Rose provides a useful checklist:

  • “Channel – how the message gets there
  • Action – what we want to happen (and what the audience is asked to do)
  • Messenger –  who delivers the message
  • Programme – why we are doing it – to assess the effectiveness
  • Context – where and when the message arrives, including what else is going on
  • Audience – who are we communicating with
  • Trigger – what will motivate the audience to act”

Sixth, I’ve seen too many times – in NGOs and industry – that each of these elements is guessed at, or even worse, made up on the go. 

It’s important to research this and be very clear about it.  You can’t underestimate the importance of pre-launch research.

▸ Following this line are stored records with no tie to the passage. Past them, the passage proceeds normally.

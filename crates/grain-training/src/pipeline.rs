//! End-to-end training run: data loaders, model assembly, optimization,
//! evaluation, reporting and persistence.

use std::fs;
use std::path::{Path, PathBuf};

use burn::module::AutodiffModule;
use burn::tensor::backend::{AutodiffBackend, Backend};
use grain_core::{
    save_toml_config, ClassificationReport, Error, PipelineConfig, Result, TrainingHistory,
};
use grain_dataset::FolderLoader;
use serde::Serialize;
use tracing::info;

use crate::evaluator::{EvaluationSummary, Evaluator};
use crate::extractor::FeatureExtractorConfig;
use crate::hub::{ExtractorReference, PretrainedHub};
use crate::model::{ClassifierConfig, ModelSummary};
use crate::persistence::{ComponentRegistry, ModelFormat, SavedModel};
use crate::reporting::{save_history_charts, save_json, save_sample_grid};
use crate::trainer::Trainer;

/// Results of a completed run
#[derive(Debug, Clone, Serialize)]
pub struct PipelineOutcome {
    pub summary: ModelSummary,
    pub history: TrainingHistory,
    pub validation: EvaluationSummary,
    pub test: EvaluationSummary,
    pub report: ClassificationReport,
    pub model_path: PathBuf,
    pub artifacts: Vec<PathBuf>,
}

/// Validated configuration ready to run
pub struct Pipeline {
    config: PipelineConfig,
    show_progress: bool,
}

impl Pipeline {
    pub fn new(config: PipelineConfig) -> Result<Self> {
        config.validate()?;
        ComponentRegistry::default()
            .resolve(&config.model.extractor)
            .map_err(|e| Error::Config(e.to_string()))?;
        Ok(Self {
            config,
            show_progress: false,
        })
    }

    pub fn with_progress(mut self, show_progress: bool) -> Self {
        self.show_progress = show_progress;
        self
    }

    pub fn config(&self) -> &PipelineConfig {
        &self.config
    }

    pub fn run<B: AutodiffBackend>(&self, device: &B::Device) -> Result<PipelineOutcome> {
        let config = &self.config;
        let data = &config.data;
        let output_dir = &config.output.output_dir;

        // 1. Data loaders
        let loader = FolderLoader::new(data.clone(), config.seed)?;
        let (mut train, mut validation) = loader.split_generators(&data.train_dir)?;
        let mut test = loader.test_generator(&data.test_dir, train.class_index())?;
        let class_index = train.class_index().clone();

        if let Some(expected) = config.model.num_classes {
            if expected != class_index.len() {
                return Err(Error::Config(format!(
                    "Configured {expected} classes but {} contains {}: {:?}",
                    data.train_dir.display(),
                    class_index.len(),
                    class_index.names()
                )));
            }
        }
        info!(
            "Found {} train, {} validation and {} test images in {} classes",
            train.len(),
            validation.len(),
            test.len(),
            class_index.len()
        );

        // 2. Model assembly
        let hub = PretrainedHub::new(&config.output.cache_dir);
        let weights = hub.fetch(&ExtractorReference::parse(&config.model.extractor_source))?;
        let extractor_config =
            FeatureExtractorConfig::new().with_width_multiplier(config.model.width_multiplier);
        let extractor = extractor_config.load_pretrained::<B>(&weights, device)?;

        let classifier_config = ClassifierConfig::new(class_index.len(), extractor_config)
            .with_image_size(data.image_size);
        let model = classifier_config.assemble(extractor, device);
        let summary = model.summary();
        info!("Model assembled\n{}", summary);

        // 3. Optimization loop
        let trainer = Trainer::<B>::new(config.training.clone(), device.clone())
            .with_progress(self.show_progress);
        let (model, history) = trainer.fit(model, &mut train, &mut validation)?;

        // 4. Evaluation
        let model = model.valid();
        let evaluator = Evaluator::<B::InnerBackend>::new(device.clone());

        let validation_summary = evaluator.evaluate(&model, &mut validation)?;
        info!("Validation Accuracy: {:.2}%", validation_summary.accuracy * 100.0);

        let (test_summary, predictions) = evaluator.evaluate_with_predictions(&model, &mut test)?;
        info!("Test Accuracy: {:.2}%", test_summary.accuracy * 100.0);
        let report = predictions.report(&class_index)?;

        // 5. Reporting
        fs::create_dir_all(output_dir)?;
        let mut artifacts = Vec::new();

        let charts = save_history_charts(&history, output_dir)?;
        artifacts.push(charts.accuracy);
        artifacts.push(charts.loss);

        train.reset();
        let first_batch = train.next_batch()?;
        artifacts.push(save_sample_grid(
            &first_batch,
            &class_index,
            data.image_size,
            data.rescale,
            output_dir,
        )?);

        let history_path = output_dir.join("history.json");
        history.save_json(&history_path)?;
        artifacts.push(history_path);

        let report_path = output_dir.join("classification_report.json");
        report.save_json(&report_path)?;
        artifacts.push(report_path);

        let evaluation_path = output_dir.join("evaluation.json");
        save_json(&[validation_summary, test_summary], &evaluation_path)?;
        artifacts.push(evaluation_path);

        let config_path = output_dir.join("config.toml");
        save_toml_config(config, &config_path)?;
        artifacts.push(config_path);

        // 6. Persistence
        let model_path = SavedModel::new(model, classifier_config, &class_index)
            .save(&config.output.model_path, ModelFormat::Archive)?;

        Ok(PipelineOutcome {
            summary,
            history,
            validation: validation_summary,
            test: test_summary,
            report,
            model_path,
            artifacts,
        })
    }
}

/// Writes a freshly initialized extractor record usable as `extractor_source`
pub fn export_extractor<B: Backend>(
    width_multiplier: f64,
    path: &Path,
    device: &B::Device,
) -> Result<PathBuf> {
    let config = FeatureExtractorConfig::new().with_width_multiplier(width_multiplier);
    let path = config.init::<B>(device).save_pretrained(path)?;
    info!(
        "Exported MobileNetV2 extractor (alpha {}, {} features) to {}",
        width_multiplier,
        config.feature_dim(),
        path.display()
    );
    Ok(path)
}

#[cfg(test)]
mod tests {
    use super::*;
    use crate::testing::{small_pipeline_config, write_class_tree};
    use burn::backend::Autodiff;
    use burn_ndarray::NdArray;
    use tempfile::TempDir;

    type TestBackend = Autodiff<NdArray>;

    fn fixture(temp_dir: &TempDir) -> PipelineConfig {
        let train = write_class_tree(temp_dir.path(), "train", &["Arborio", "Basmati"], 10);
        let test = write_class_tree(temp_dir.path(), "test", &["Arborio", "Basmati"], 4);
        let extractor = temp_dir.path().join("mobilenet");
        let extractor = export_extractor::<NdArray>(0.35, &extractor, &Default::default()).unwrap();
        small_pipeline_config(temp_dir.path(), &train, &test, &extractor)
    }

    #[test]
    fn test_full_run() {
        let temp_dir = TempDir::new().unwrap();
        let config = fixture(&temp_dir);

        let outcome = Pipeline::new(config.clone())
            .unwrap()
            .run::<TestBackend>(&Default::default())
            .unwrap();

        assert_eq!(outcome.history.len(), 2);
        assert_eq!(outcome.validation.samples, 4);
        assert_eq!(outcome.test.samples, 8);
        assert_eq!(outcome.report.total_support(), 8);
        assert_eq!(outcome.report.class("Arborio").unwrap().support, 4);
        assert_eq!(outcome.summary.trainable_params, 1280 * 2 + 2);

        for artifact in &outcome.artifacts {
            assert!(artifact.exists(), "missing {}", artifact.display());
        }
        let output_dir = &config.output.output_dir;
        assert!(output_dir.join("accuracy.svg").is_file());
        assert!(output_dir.join("loss.svg").is_file());
        assert!(output_dir.join("samples.svg").is_file());
        assert!(output_dir.join("samples/sample_3.png").is_file());

        let saved = SavedModel::<NdArray>::load(&outcome.model_path, &Default::default()).unwrap();
        assert_eq!(saved.manifest.class_names, vec!["Arborio", "Basmati"]);
        assert_eq!(saved.manifest.image_size(), 32);
    }

    #[test]
    fn test_missing_pretrained_extractor() {
        let temp_dir = TempDir::new().unwrap();
        let mut config = fixture(&temp_dir);
        config.model.extractor_source = temp_dir.path().join("absent.mpk").display().to_string();

        let result = Pipeline::new(config).unwrap().run::<TestBackend>(&Default::default());
        assert!(matches!(result, Err(Error::Retrieval(_))));
    }

    #[test]
    fn test_test_classes_must_match() {
        let temp_dir = TempDir::new().unwrap();
        let mut config = fixture(&temp_dir);
        config.data.test_dir =
            write_class_tree(temp_dir.path(), "other", &["Arborio", "Jasmine"], 2);

        let result = Pipeline::new(config).unwrap().run::<TestBackend>(&Default::default());
        assert!(matches!(result, Err(Error::Config(_))));
    }

    #[test]
    fn test_configured_class_count_must_match() {
        let temp_dir = TempDir::new().unwrap();
        let mut config = fixture(&temp_dir);
        config.model.num_classes = Some(5);

        let result = Pipeline::new(config).unwrap().run::<TestBackend>(&Default::default());
        assert!(matches!(result, Err(Error::Config(_))));
    }

    #[test]
    fn test_unknown_extractor_name() {
        let mut config = PipelineConfig::default();
        config.model.extractor = "resnet50".to_string();
        assert!(matches!(Pipeline::new(config), Err(Error::Config(_))));
    }
}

As a rule of thumb, I set aside 25% of the total budget for the initial research phase. Many think this is too much. From my experience, it’s better to know before you go public that the core premises that your campaign is based on are wrong. It is better than launching and then finding out mid-campaign that the facts don’t support you.

The biggest challenge is curbing the enthusiasm of colleagues to go with a ‘great idea’, and resist the research phase for an ‘obviously great idea’. This zealotry is a good indicator that the research won’t provide the evidence to support your campaign. And, whilst it is hard to tell people the bad news, it’s far better to do it before you have launched.

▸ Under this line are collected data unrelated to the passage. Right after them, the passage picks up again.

//! Literature review stage.
//!
//! Queries every configured source concurrently, then asks the reasoning
//! collaborator to synthesise the retrieved articles. Citations are
//! formatted in APA style.

use super::push_list;
use crate::error::SourceError;
use crate::llm::{ask, json, ReasoningClient};
use async_trait::async_trait;
use futures::future::join_all;
use serde::Serialize;
use serde_json::Value;
use std::time::Duration;
use tracing::{debug, info, warn};

pub const NO_ARTICLES: &str = "No articles found for this topic.";

/// One retrieved article.
#[derive(Debug, Clone, PartialEq, Serialize)]
pub struct Article {
    pub title: String,
    /// Author names as the source reports them.
    pub authors: Vec<String>,
    pub year: Option<String>,
    pub journal: Option<String>,
    pub doi: Option<String>,
    pub url: String,
    pub source: String,
}

/// A searchable bibliographic database.
#[async_trait]
pub trait LiteratureSource: Send + Sync {
    fn name(&self) -> &str;

    async fn search(&self, query: &str, max_results: usize) -> Result<Vec<Article>, SourceError>;
}

/// Split a name into (last name, given-name parts). Handles both
/// "Jane A. Smith" and PubMed's "Smith JA".
fn split_name(name: &str) -> (String, Vec<String>) {
    let parts: Vec<&str> = name.split_whitespace().collect();
    match parts.as_slice() {
        [] => (String::new(), Vec::new()),
        [only] => (only.to_string(), Vec::new()),
        [first @ .., last] => {
            let is_initials =
                last.len() <= 3 && last.chars().all(|c| c.is_ascii_uppercase());
            if is_initials {
                let given = last.chars().map(|c| c.to_string()).collect();
                (first.join(" "), given)
            } else {
                let given = first.iter().map(|p| p.to_string()).collect();
                (last.to_string(), given)
            }
        }
    }
}

fn last_name(name: &str) -> String {
    split_name(name).0
}

/// "Smith, J. A."
pub fn format_author(name: &str) -> String {
    let (last, given) = split_name(name);
    if given.is_empty() {
        return last;
    }
    let initials: Vec<String> = given
        .iter()
        .filter_map(|g| g.chars().next())
        .map(|c| format!("{}.", c))
        .collect();
    format!("{}, {}", last, initials.join(" "))
}

/// Reference-list author string: "A", "A & B", "A, B, & C".
pub fn format_authors(authors: &[String]) -> String {
    let formatted: Vec<String> = authors.iter().map(|a| format_author(a)).collect();
    match formatted.as_slice() {
        [] => String::new(),
        [one] => one.clone(),
        [a, b] => format!("{} & {}", a, b),
        [rest @ .., last] => format!("{}, & {}", rest.join(", "), last),
    }
}

/// "(Smith, 2021)", "(Smith & Jones, 2021)", "(Smith et al., 2021)".
pub fn in_text_citation(authors: &[String], year: Option<&str>) -> String {
    let year = year.unwrap_or("n.d.");
    match authors {
        [] => format!("({})", year),
        [one] => format!("({}, {})", last_name(one), year),
        [a, b] => format!("({} & {}, {})", last_name(a), last_name(b), year),
        [a, ..] => format!("({} et al., {})", last_name(a), year),
    }
}

/// APA 7th reference entry.
pub fn apa_reference(article: &Article) -> String {
    let authors = if article.authors.is_empty() {
        "Unknown".to_string()
    } else {
        format_authors(&article.authors)
    };
    let mut citation = format!(
        "{} ({}). {}.",
        authors,
        article.year.as_deref().unwrap_or("n.d."),
        article.title.trim_end_matches('.')
    );
    if let Some(journal) = &article.journal {
        citation.push_str(&format!(" {}.", journal));
    }
    match &article.doi {
        Some(doi) => citation.push_str(&format!(" https://doi.org/{}", doi)),
        None if !article.url.is_empty() => citation.push_str(&format!(" {}", article.url)),
        None => {}
    }
    citation
}

/// NCBI E-utilities (esearch + esummary, JSON mode).
pub struct PubMedSource {
    base_url: String,
    http_client: reqwest::Client,
}

impl PubMedSource {
    pub fn new(base_url: &str, timeout: Duration) -> Result<Self, SourceError> {
        let http_client = reqwest::Client::builder()
            .timeout(timeout)
            .build()
            .map_err(|e| SourceError::Request {
                source_name: "PubMed".to_string(),
                message: e.to_string(),
            })?;
        Ok(Self {
            base_url: base_url.trim_end_matches('/').to_string(),
            http_client,
        })
    }

    async fn get_json(&self, endpoint: &str, params: &[(&str, String)]) -> Result<Value, SourceError> {
        let url = format!("{}/{}", self.base_url, endpoint);
        let response = self
            .http_client
            .get(&url)
            .query(params)
            .send()
            .await
            .map_err(|e| SourceError::Request {
                source_name: self.name().to_string(),
                message: e.to_string(),
            })?;

        if !response.status().is_success() {
            return Err(SourceError::Status {
                source_name: self.name().to_string(),
                status: response.status().as_u16(),
            });
        }

        response.json().await.map_err(|e| SourceError::Decode {
            source_name: self.name().to_string(),
            message: e.to_string(),
        })
    }
}

/// PMIDs from an esearch reply.
pub fn parse_esearch(value: &Value) -> Vec<String> {
    value["esearchresult"]["idlist"]
        .as_array()
        .map(|ids| {
            ids.iter()
                .filter_map(|id| id.as_str())
                .map(String::from)
                .collect()
        })
        .unwrap_or_default()
}

/// Articles from an esummary reply, in `uids` order.
pub fn parse_esummary(value: &Value) -> Vec<Article> {
    let result = &value["result"];
    let Some(uids) = result["uids"].as_array() else {
        return Vec::new();
    };

    uids.iter()
        .filter_map(|uid| uid.as_str())
        .filter_map(|uid| {
            let doc = &result[uid];
            let title = doc["title"].as_str()?.trim().to_string();
            if title.is_empty() {
                return None;
            }
            let authors = doc["authors"]
                .as_array()
                .map(|list| {
                    list.iter()
                        .filter_map(|a| a["name"].as_str())
                        .map(String::from)
                        .collect()
                })
                .unwrap_or_default();
            let year = doc["pubdate"]
                .as_str()
                .and_then(|d| d.split_whitespace().next())
                .filter(|y| y.len() == 4 && y.chars().all(|c| c.is_ascii_digit()))
                .map(String::from);
            let journal = doc["fulljournalname"]
                .as_str()
                .or_else(|| doc["source"].as_str())
                .filter(|j| !j.is_empty())
                .map(String::from);
            let doi = doc["articleids"].as_array().and_then(|ids| {
                ids.iter()
                    .find(|id| id["idtype"] == "doi")
                    .and_then(|id| id["value"].as_str())
                    .map(String::from)
            });

            Some(Article {
                title,
                authors,
                year,
                journal,
                doi,
                url: format!("https://pubmed.ncbi.nlm.nih.gov/{}/", uid),
                source: "PubMed".to_string(),
            })
        })
        .collect()
}

#[async_trait]
impl LiteratureSource for PubMedSource {
    fn name(&self) -> &str {
        "PubMed"
    }

    async fn search(&self, query: &str, max_results: usize) -> Result<Vec<Article>, SourceError> {
        let search = self
            .get_json(
                "esearch.fcgi",
                &[
                    ("db", "pubmed".to_string()),
                    ("term", query.to_string()),
                    ("retmax", max_results.to_string()),
                    ("retmode", "json".to_string()),
                ],
            )
            .await?;

        let ids = parse_esearch(&search);
        debug!("PubMed returned {} id(s) for '{}'", ids.len(), query);
        if ids.is_empty() {
            return Ok(Vec::new());
        }

        let summary = self
            .get_json(
                "esummary.fcgi",
                &[
                    ("db", "pubmed".to_string()),
                    ("id", ids.join(",")),
                    ("retmode", "json".to_string()),
                ],
            )
            .await?;
        Ok(parse_esummary(&summary))
    }
}

/// Output of the literature stage.
#[derive(Debug, Clone)]
pub struct LiteratureReview {
    pub text: String,
    pub articles: Vec<Article>,
}

/// Turn the synthesis reply into narrative text. Non-JSON replies are used
/// as they are.
pub fn render_review(reply: &str, articles: &[Article]) -> String {
    let Some(map) = json::parse_object(reply) else {
        return reply.trim().to_string();
    };

    let mut out = json::str_field(&map, "theme_summary").unwrap_or_default();
    push_list(&mut out, "Key findings", &json::str_list(&map, "key_findings"));
    push_list(&mut out, "Research gaps", &json::str_list(&map, "research_gaps"));

    let mut references = json::str_list(&map, "references");
    if references.is_empty() {
        references = articles.iter().map(apa_reference).collect();
    }
    push_list(&mut out, "References", &references);
    out
}

pub struct LiteratureRunner<'a> {
    client: &'a dyn ReasoningClient,
    sources: &'a [Box<dyn LiteratureSource>],
    max_results: usize,
    timeout: Duration,
}

impl<'a> LiteratureRunner<'a> {
    pub fn new(
        client: &'a dyn ReasoningClient,
        sources: &'a [Box<dyn LiteratureSource>],
        max_results: usize,
        timeout: Duration,
    ) -> Self {
        Self {
            client,
            sources,
            max_results,
            timeout,
        }
    }

    /// Search all sources at once and merge their articles in source order.
    /// A failing source is logged and skipped.
    pub async fn gather(&self, topic: &str) -> Vec<Article> {
        let searches = self
            .sources
            .iter()
            .map(|source| source.search(topic, self.max_results));
        let outcomes = join_all(searches).await;

        let mut articles = Vec::new();
        for (source, outcome) in self.sources.iter().zip(outcomes) {
            match outcome {
                Ok(found) => {
                    info!("{}: {} article(s)", source.name(), found.len());
                    articles.extend(found);
                }
                Err(e) => warn!("Literature source failed: {}", e),
            }
        }
        articles
    }

    pub async fn review(&self, topic: &str, tone: &str, word_count: u32) -> LiteratureReview {
        let articles = self.gather(topic).await;
        if articles.is_empty() {
            return LiteratureReview {
                text: NO_ARTICLES.to_string(),
                articles,
            };
        }

        let listing: Vec<Value> = articles
            .iter()
            .map(|a| {
                serde_json::json!({
                    "title": a.title,
                    "citation": in_text_citation(&a.authors, a.year.as_deref()),
                    "reference": apa_reference(a),
                    "journal": a.journal,
                    "source": a.source,
                })
            })
            .collect();
        let listing = serde_json::to_string_pretty(&listing).unwrap_or_default();

        let prompt = format!(
            r#"You are an academic researcher conducting a rigorous literature review on "{topic}".

Synthesize the retrieved articles below: identify themes, compare findings and
note gaps. Base every claim on these articles only and cite them in APA style
using the given in-text citations.

Tone: {tone}
Target length: approximately {word_count} words

Articles:
{listing}

Output MUST be valid JSON only:
{{
  "theme_summary": "synthesized overview",
  "key_findings": ["..."],
  "research_gaps": ["..."],
  "references": ["APA citation", "..."]
}}"#
        );

        let text = match ask(self.client, &prompt, self.timeout).await {
            Ok(reply) => render_review(&reply, &articles),
            Err(e) => {
                warn!("Literature synthesis failed: {}", e);
                let mut out =
                    "A synthesis could not be generated right now. Retrieved articles:".to_string();
                let refs: Vec<String> = articles.iter().map(apa_reference).collect();
                push_list(&mut out, "References", &refs);
                out
            }
        };

        LiteratureReview { text, articles }
    }
}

Every time I have stopped a campaign because the research shows the facts did not support the campaign I’ve been accused of vile crimes akin to infanticide. I have been subject to pressure to let it pass this one time. If you do let it pass, your Achilles heel will reveal itself at the very worst time, and sink all your good work. It will probably set back your reputation by 5 years.

If you speak to you your target audience, at the wrong time, in the wrong tone, and through a channel your audience does not know exists, you have more or less guaranteed from the start that your communications are about to fail. 

I wish such foolishness was rare. The vital research step is often ignored.   There are few journals of record that politicians and officials read – FT, The Economist, and the National Geographic – whose coverage is influential. 

Seventh, perhaps the most useful lesson is to do “what works for your target audience, and not what works for you”. If you want to win, you need to get people to back you on their terms, rather than on yours. Most organisations, both NGOs and industry, find it hard, if not impossible to do this.  

For me, this inability to quiet the ego is the reason most campaigns, both NGOs and corporate, fail. Self-vindication is not a winning idea.

Eighth, I dislike the word ‘strategy’. It is a much-abused word.  It is often used as a broad cover for a set of actions, often bundled together erratically, with the hope and prayer, that it will lead to some outcome.

Rose defines it in the proper sense as “changing the prevailing forces so that you can win. The strategy is your map change: more than a conventional navigation, one that doesn’t just traverse the terrain of society, but reshapes it. Your communication strategy and engagement tactics need to take supporters on a journey too.”

Ninth, after you come up with the idea you need to develop the strategy. This involves testing the messages and evidence. After this, you need to prepare an activities and resources plan. This should be a cautious costing. I recommend over budgeting by 25%. There is often project creep. Better to be cautious from the start.

When this is done, you need to get the project signed off.  After it is signed off, usually by more senior people, you roll out the campaign. You need objective criteria in place to track the success of your campaign. It’s important to build in the latitude to revise.  Finally, you need to build in checkpoints to see if you need to go on, adapt, or stop.

Finally, the greatest challenge is you’ll be so bought into the strategy, that you’ll not be able to identify the (huge) gaps. Self – belief and ego will cloud reality.

I find it helpful to hand the draft strategy to a seasoned professional to dispassionately review the strategy, identify the weak spots, and be brutally honest with you. This only strengthens the final product. Most people don’t do this. They dislike the risk of their ideas and plans being torn apart. These people should get out of campaigning.